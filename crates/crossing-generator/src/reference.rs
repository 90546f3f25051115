//! Fixed reference tables the generator draws from.
//!
//! The public accessors hand out owned copies for form population; the
//! canonical tables themselves are immutable statics.

use crossing_core::VehicleType;

/// Interior checkpoints a crossing can be recorded at.
pub const CHECKPOINTS: &[&str] = &[
    "East El Paso",
    "Sierra Blanca",
    "Marfa",
    "Alpine",
    "Marathon",
    "Eagle Pass",
    "Del Rio",
    "Brackettville",
    "East Eagle Pass",
    "Laredo-83",
    "Laredo-35",
    "Freer",
    "Oilton",
    "Hebbronville",
    "Hebbronville_2",
    "Falfurrias",
    "Sarita",
    "Brownsville",
];

/// Two-letter codes of the 50 US states.
pub const STATE_CODES: &[&str] = &[
    "AL", "AK", "AZ", "AR", "CA", "CO", "CT", "DE", "FL", "GA", "HI", "ID", "IL", "IN", "IA", "KS",
    "KY", "LA", "ME", "MD", "MA", "MI", "MN", "MS", "MO", "MT", "NE", "NV", "NH", "NJ", "NM", "NY",
    "NC", "ND", "OH", "OK", "OR", "PA", "RI", "SC", "SD", "TN", "TX", "UT", "VT", "VA", "WA", "WV",
    "WI", "WY",
];

pub const FIRST_NAMES: &[&str] = &[
    "James", "Mary", "John", "Patricia", "Robert", "Jennifer", "Michael", "Linda", "William",
    "Barbara", "David", "Elizabeth", "Richard", "Susan", "Joseph", "Jessica", "Thomas", "Sarah",
    "Charles", "Karen", "Christopher", "Nancy", "Daniel", "Lisa", "Matthew", "Betty", "Anthony",
    "Margaret", "Mark", "Sandra", "Donald", "Ashley", "Steven", "Kimberly", "Paul", "Emily",
    "Andrew", "Donna", "Joshua", "Michelle",
];

pub const LAST_NAMES: &[&str] = &[
    "Smith", "Johnson", "Williams", "Brown", "Jones", "Garcia", "Miller", "Davis", "Rodriguez",
    "Martinez", "Hernandez", "Lopez", "Gonzalez", "Wilson", "Anderson", "Thomas", "Taylor",
    "Moore", "Jackson", "Martin", "Lee", "Perez", "Thompson", "White", "Harris", "Sanchez",
    "Clark", "Ramirez", "Lewis", "Robinson", "Walker", "Young", "Allen", "King", "Wright",
    "Scott", "Torres", "Nguyen", "Hill", "Flores",
];

/// Cargo categories a manifest may declare.
pub const CARGO_TYPES: &[&str] = &[
    "General Merchandise",
    "Machinery and Equipment",
    "Electronics",
    "Automotive Parts",
    "Textiles and Apparel",
    "Food and Beverages",
    "Agricultural Products",
    "Chemicals (non-hazardous)",
    crossing_core::HAZMAT_CARGO_TYPE,
    "Pharmaceuticals",
    "Medical Supplies",
    "Livestock and Animals",
    "Furniture",
    "Metal and Steel Products",
    "Wood and Lumber",
    "Plastics and Rubber Goods",
    "Household Goods/Personal Effects",
    "Paper Products",
    "Building Materials",
    "Containers",
    "Petroleum Products",
    "Minerals and Ores",
    "Toys and Games",
];

/// Standard Carrier Alpha Codes used as manifest ID prefixes. All are 4 letters.
pub const SCAC_CODES: &[&str] = &[
    "ABCD", "EFGH", "IJKL", "MNOP", "QRST", "UVWX", "YZAB", "CDEF", "GHIJ", "KLMN", "OPQR", "STUV",
    "WXYZ", "MAEU", "CMDU", "COSU",
];

const _: () = assert!(!CHECKPOINTS.is_empty());
const _: () = assert!(STATE_CODES.len() == 50);
const _: () = assert!(!FIRST_NAMES.is_empty() && !LAST_NAMES.is_empty());
const _: () = assert!(!CARGO_TYPES.is_empty());
const _: () = assert!(!SCAC_CODES.is_empty());

fn owned(items: &[&str]) -> Vec<String> {
    items.iter().map(|s| s.to_string()).collect()
}

pub fn checkpoints() -> Vec<String> {
    owned(CHECKPOINTS)
}

pub fn cargo_types() -> Vec<String> {
    owned(CARGO_TYPES)
}

pub fn vehicle_types() -> Vec<String> {
    VehicleType::ALL.iter().map(|t| t.as_str().to_string()).collect()
}

pub fn state_codes() -> Vec<String> {
    owned(STATE_CODES)
}

#[cfg(test)]
mod tests {
    use super::*;

    #[test]
    fn test_table_sizes() {
        assert_eq!(CHECKPOINTS.len(), 18);
        assert_eq!(STATE_CODES.len(), 50);
        assert_eq!(vehicle_types().len(), 5);
        assert!(SCAC_CODES.iter().all(|code| code.len() == 4
            && code.chars().all(|c| c.is_ascii_uppercase())));
    }

    #[test]
    fn test_accessors_return_independent_copies() {
        let mut copy = checkpoints();
        copy.clear();
        copy.push("Nowhere".to_string());

        assert_eq!(checkpoints().len(), CHECKPOINTS.len());
        assert_eq!(checkpoints()[0], "East El Paso");
    }

    #[test]
    fn test_vehicle_types_use_wire_literals() {
        assert!(vehicle_types().contains(&"tractor trailer".to_string()));
    }

    #[test]
    fn test_hazmat_type_is_listed() {
        assert!(cargo_types().contains(&crossing_core::HAZMAT_CARGO_TYPE.to_string()));
    }
}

◆ ◆ ◆ ◆ ◆ ◆ ◆

Task instructions:
The answer must be the full data, repeated word for word.

Output of the exercise:
filename crates/crossing-generator/src/reference.rs
repository 90546f3f25051115
//! Fixed reference tables the generator draws from.
//!
//! The public accessors hand out owned copies for form population; the
//! canonical tables themselves are immutable statics.

use crossing_core::VehicleType;

/// Interior checkpoints a crossing can be recorded at.
pub const CHECKPOINTS: &[&str] = &[
    "East El Paso",
    "Sierra Blanca",
    "Marfa",
    "Alpine",
    "Marathon",
    "Eagle Pass",
    "Del Rio",
    "Brackettville",
    "East Eagle Pass",
    "Laredo-83",
    "Laredo-35",
    "Freer",
    "Oilton",
    "Hebbronville",
    "Hebbronville_2",
    "Falfurrias",
    "Sarita",
    "Brownsville",
];

/// Two-letter codes of the 50 US states.
pub const STATE_CODES: &[&str] = &[
    "AL", "AK", "AZ", "AR", "CA", "CO", "CT", "DE", "FL", "GA", "HI", "ID", "IL", "IN", "IA", "KS",
    "KY", "LA", "ME", "MD", "MA", "MI", "MN", "MS", "MO", "MT", "NE", "NV", "NH", "NJ", "NM", "NY",
    "NC", "ND", "OH", "OK", "OR", "PA", "RI", "SC", "SD", "TN", "TX", "UT", "VT", "VA", "WA", "WV",
    "WI", "WY",
];

pub const FIRST_NAMES: &[&str] = &[
    "James", "Mary", "John", "Patricia", "Robert", "Jennifer", "Michael", "Linda", "William",
    "Barbara", "David", "Elizabeth", "Richard", "Susan", "Joseph", "Jessica", "Thomas", "Sarah",
    "Charles", "Karen", "Christopher", "Nancy", "Daniel", "Lisa", "Matthew", "Betty", "Anthony",
    "Margaret", "Mark", "Sandra", "Donald", "Ashley", "Steven", "Kimberly", "Paul", "Emily",
    "Andrew", "Donna", "Joshua", "Michelle",
];

pub const LAST_NAMES: &[&str] = &[
    "Smith", "Johnson", "Williams", "Brown", "Jones", "Garcia", "Miller", "Davis", "Rodriguez",
    "Martinez", "Hernandez", "Lopez", "Gonzalez", "Wilson", "Anderson", "Thomas", "Taylor",
    "Moore", "Jackson", "Martin", "Lee", "Perez", "Thompson", "White", "Harris", "Sanchez",
    "Clark", "Ramirez", "Lewis", "Robinson", "Walker", "Young", "Allen", "King", "Wright",
    "Scott", "Torres", "Nguyen", "Hill", "Flores",
];

/// Cargo categories a manifest may declare.
pub const CARGO_TYPES: &[&str] = &[
    "General Merchandise",
    "Machinery and Equipment",
    "Electronics",
    "Automotive Parts",
    "Textiles and Apparel",
    "Food and Beverages",
    "Agricultural Products",
    "Chemicals (non-hazardous)",
    crossing_core::HAZMAT_CARGO_TYPE,
    "Pharmaceuticals",
    "Medical Supplies",
    "Livestock and Animals",
    "Furniture",
    "Metal and Steel Products",
    "Wood and Lumber",
    "Plastics and Rubber Goods",
    "Household Goods/Personal Effects",
    "Paper Products",
    "Building Materials",
    "Containers",
    "Petroleum Products",
    "Minerals and Ores",
    "Toys and Games",
];

/// Standard Carrier Alpha Codes used as manifest ID prefixes. All are 4 letters.
pub const SCAC_CODES: &[&str] = &[
    "ABCD", "EFGH", "IJKL", "MNOP", "QRST", "UVWX", "YZAB", "CDEF", "GHIJ", "KLMN", "OPQR", "STUV",
    "WXYZ", "MAEU", "CMDU", "COSU",
];

const _: () = assert!(!CHECKPOINTS.is_empty());
const _: () = assert!(STATE_CODES.len() == 50);
const _: () = assert!(!FIRST_NAMES.is_empty() && !LAST_NAMES.is_empty());
const _: () = assert!(!CARGO_TYPES.is_empty());
const _: () = assert!(!SCAC_CODES.is_empty());

fn owned(items: &[&str]) -> Vec<String> {
    items.iter().map(|s| s.to_string()).collect()
}

pub fn checkpoints() -> Vec<String> {
    owned(CHECKPOINTS)
}

pub fn cargo_types() -> Vec<String> {
    owned(CARGO_TYPES)
}

pub fn vehicle_types() -> Vec<String> {
    VehicleType::ALL.iter().map(|t| t.as_str().to_string()).collect()
}

pub fn state_codes() -> Vec<String> {
    owned(STATE_CODES)
}

#[cfg(test)]
mod tests {
    use super::*;

    #[test]
    fn test_table_sizes() {
        assert_eq!(CHECKPOINTS.len(), 18);
        assert_eq!(STATE_CODES.len(), 50);
        assert_eq!(vehicle_types().len(), 5);
        assert!(SCAC_CODES.iter().all(|code| code.len() == 4
            && code.chars().all(|c| c.is_ascii_uppercase())));
    }

    #[test]
    fn test_accessors_return_independent_copies() {
        let mut copy = checkpoints();
        copy.clear();
        copy.push("Nowhere".to_string());

        assert_eq!(checkpoints().len(), CHECKPOINTS.len());
        assert_eq!(checkpoints()[0], "East El Paso");
    }

    #[test]
    fn test_vehicle_types_use_wire_literals() {
        assert!(vehicle_types().contains(&"tractor trailer".to_string()));
    }

    #[test]
    fn test_hazmat_type_is_listed() {
        assert!(cargo_types().contains(&crossing_core::HAZMAT_CARGO_TYPE.to_string()));
    }
}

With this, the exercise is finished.